Blotting-Western, Cataract, Cell-Line, Cloning-Molecular, Endocytosis, Expressed-Sequence-Tags, Humans, Immunohistochemistry, Lens-Crystalline, Mice-Mutant-Strains, Molecular-Sequence-Data, Mutation, Nervous-System, Neural-Tube-Defects, Quantitative-Trait-Loci, Receptors-G-Protein-Coupled

JAX Source

Proc Natl Acad Sci U S A 2008 Feb; 105(6):2088-93.

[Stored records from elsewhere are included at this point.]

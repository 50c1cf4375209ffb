// SPDX-License-Identifier: PolyForm-Noncommercial-1.0.0
// Copyright (c) 2025 Sylvex. All rights reserved.

//! Logging and tracing initialization.
//!
//! Installs a global `tracing` subscriber from a [`LoggingConfig`]. The
//! `RUST_LOG` environment variable, when set, takes precedence over the
//! configured level.

use std::fs::OpenOptions;
use std::io::IsTerminal;
use std::sync::Mutex;

use tracing::Level;
use tracing_subscriber::fmt::writer::BoxMakeWriter;
use tracing_subscriber::{fmt, layer::SubscriberExt, util::SubscriberInitExt, EnvFilter};

use crate::error::{ConfigError, ConfigResult};
use crate::schema::{LogFormat, LogLevel, LoggingConfig};

// =============================================================================
// Logging Initialization
// =============================================================================

/// Initializes the logging subsystem.
///
/// Fails if a global subscriber is already installed or the log file cannot
/// be opened.
///
/// # Example
///
/// ```no_run
/// use uanode_config::logging::init_logging;
/// use uanode_config::LoggingConfig;
///
/// init_logging(&LoggingConfig::default())?;
/// # Ok::<(), uanode_config::ConfigError>(())
/// ```
pub fn init_logging(config: &LoggingConfig) -> ConfigResult<()> {
    let filter = build_filter(config.level)?;
    let (writer, ansi) = make_writer(config)?;

    match config.format {
        LogFormat::Text => init_text_logging(filter, writer, ansi, config.with_target),
        LogFormat::Json => init_json_logging(filter, writer, config.with_target),
        LogFormat::Compact => init_compact_logging(filter, writer, ansi),
    }
}

/// Builds the event filter: `RUST_LOG` if set, else the configured level.
pub fn build_filter(level: LogLevel) -> ConfigResult<EnvFilter> {
    match EnvFilter::try_from_default_env() {
        Ok(filter) => Ok(filter),
        Err(_) => EnvFilter::try_new(level.as_str())
            .map_err(|e| ConfigError::logging(format!("invalid filter '{}': {}", level.as_str(), e))),
    }
}

fn make_writer(config: &LoggingConfig) -> ConfigResult<(BoxMakeWriter, bool)> {
    match &config.file {
        Some(path) => {
            let file = OpenOptions::new()
                .create(true)
                .append(true)
                .open(path)
                .map_err(|e| ConfigError::io(path, e))?;
            Ok((BoxMakeWriter::new(Mutex::new(file)), false))
        }
        None => Ok((
            BoxMakeWriter::new(std::io::stdout),
            std::io::stdout().is_terminal(),
        )),
    }
}

fn init_text_logging(
    filter: EnvFilter,
    writer: BoxMakeWriter,
    ansi: bool,
    with_target: bool,
) -> ConfigResult<()> {
    tracing_subscriber::registry()
        .with(filter)
        .with(
            fmt::layer()
                .with_target(with_target)
                .with_thread_ids(false)
                .with_file(false)
                .with_line_number(false)
                .with_ansi(ansi)
                .with_writer(writer),
        )
        .try_init()
        .map_err(|e| ConfigError::logging(e.to_string()))
}

fn init_json_logging(filter: EnvFilter, writer: BoxMakeWriter, with_target: bool) -> ConfigResult<()> {
    tracing_subscriber::registry()
        .with(filter)
        .with(
            fmt::layer()
                .json()
                .with_target(with_target)
                .with_file(true)
                .with_line_number(true)
                .with_current_span(true)
                .with_span_list(true)
                .with_writer(writer),
        )
        .try_init()
        .map_err(|e| ConfigError::logging(e.to_string()))
}

fn init_compact_logging(filter: EnvFilter, writer: BoxMakeWriter, ansi: bool) -> ConfigResult<()> {
    tracing_subscriber::registry()
        .with(filter)
        .with(
            fmt::layer()
                .compact()
                .with_target(false)
                .with_file(false)
                .with_line_number(false)
                .with_ansi(ansi)
                .with_writer(writer),
        )
        .try_init()
        .map_err(|e| ConfigError::logging(e.to_string()))
}

// =============================================================================
// Log Level Parsing
// =============================================================================

/// Parses a log level string into a `Level`, defaulting to `INFO`.
pub fn parse_level(level: &str) -> Level {
    match LogLevel::parse(level) {
        Some(level) => to_level(level),
        None => Level::INFO,
    }
}

/// Converts a configured level to a `tracing` level.
pub fn to_level(level: LogLevel) -> Level {
    match level {
        LogLevel::Trace => Level::TRACE,
        LogLevel::Debug => Level::DEBUG,
        LogLevel::Info => Level::INFO,
        LogLevel::Warn => Level::WARN,
        LogLevel::Error => Level::ERROR,
    }
}

// =============================================================================
// Tests
// =============================================================================

#[cfg(test)]
mod tests {
    use super::*;

    #[test]
    fn test_parse_level() {
        assert_eq!(parse_level("trace"), Level::TRACE);
        assert_eq!(parse_level("DEBUG"), Level::DEBUG);
        assert_eq!(parse_level("Info"), Level::INFO);
        assert_eq!(parse_level("warning"), Level::WARN);
        assert_eq!(parse_level("error"), Level::ERROR);
        assert_eq!(parse_level("invalid"), Level::INFO);
    }

    #[test]
    fn test_build_filter() {
        assert!(build_filter(LogLevel::Debug).is_ok());
    }

    #[test]
    fn test_log_file_is_created() {
        let dir = tempfile::tempdir().unwrap();
        let config = LoggingConfig {
            file: Some(dir.path().join("uanode.log")),
            ..Default::default()
        };

        let (_, ansi) = make_writer(&config).unwrap();
        assert!(!ansi);
        assert!(dir.path().join("uanode.log").exists());
    }

    #[test]
    fn test_unwritable_log_file() {
        let config = LoggingConfig {
            file: Some("/nonexistent/dir/uanode.log".into()),
            ..Default::default()
        };
        assert!(matches!(make_writer(&config), Err(ConfigError::Io { .. })));
    }

    #[test]
    fn test_second_init_fails() {
        let dir = tempfile::tempdir().unwrap();
        let config = LoggingConfig {
            format: LogFormat::Json,
            file: Some(dir.path().join("uanode.log")),
            ..Default::default()
        };

        let first = init_logging(&config);
        let second = init_logging(&config);
        assert!(first.is_ok() || second.is_err());
        assert!(matches!(second, Err(ConfigError::Logging { .. })));
    }
}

The vacuolated lens (vl) mouse mutant causes congenital cataracts and neural tube defects (NTDs), with the NTDs being caused by abnormal neural fold apposition and fusion. Our positional cloning of vl indicates these phenotypes result from a deletion mutation in an uncharacterized orphan G protein-coupled receptor (GPCR), Gpr161. Gpr161 displays restricted expression to the lateral neural folds, developing lens, retina, limb, and CNS. Characterization of the vl mutation indicates that C-terminal tail of Gpr161 is truncated, leading to multiple effects on the protein, including reduced receptor-mediated endocytosis. We have also mapped three modifier quantitative trait loci (QTL) that affect the incidence of either the vl cataract or NTD phenotypes. Bioinformatic, sequence, genetic, and functional data have determined that Foxe3, a key regulator of lens development, is a gene responsible for the vl cataract-modifying phenotype. These studies have extended our understanding of the vl locus in three significant ways. One, the cloning of the vl locus has identified a previously uncharacterized GPCR-ligand pathway necessary for neural fold fusion and lens development, providing insight into the molecular regulation of these developmental processes. Two, our QTL analysis has established vl as a mouse model for studying the multigenic basis of NTDs and cataracts. Three, we have identified Foxe3 as a genetic modifier that interacts with Gpr161 to regulate lens development.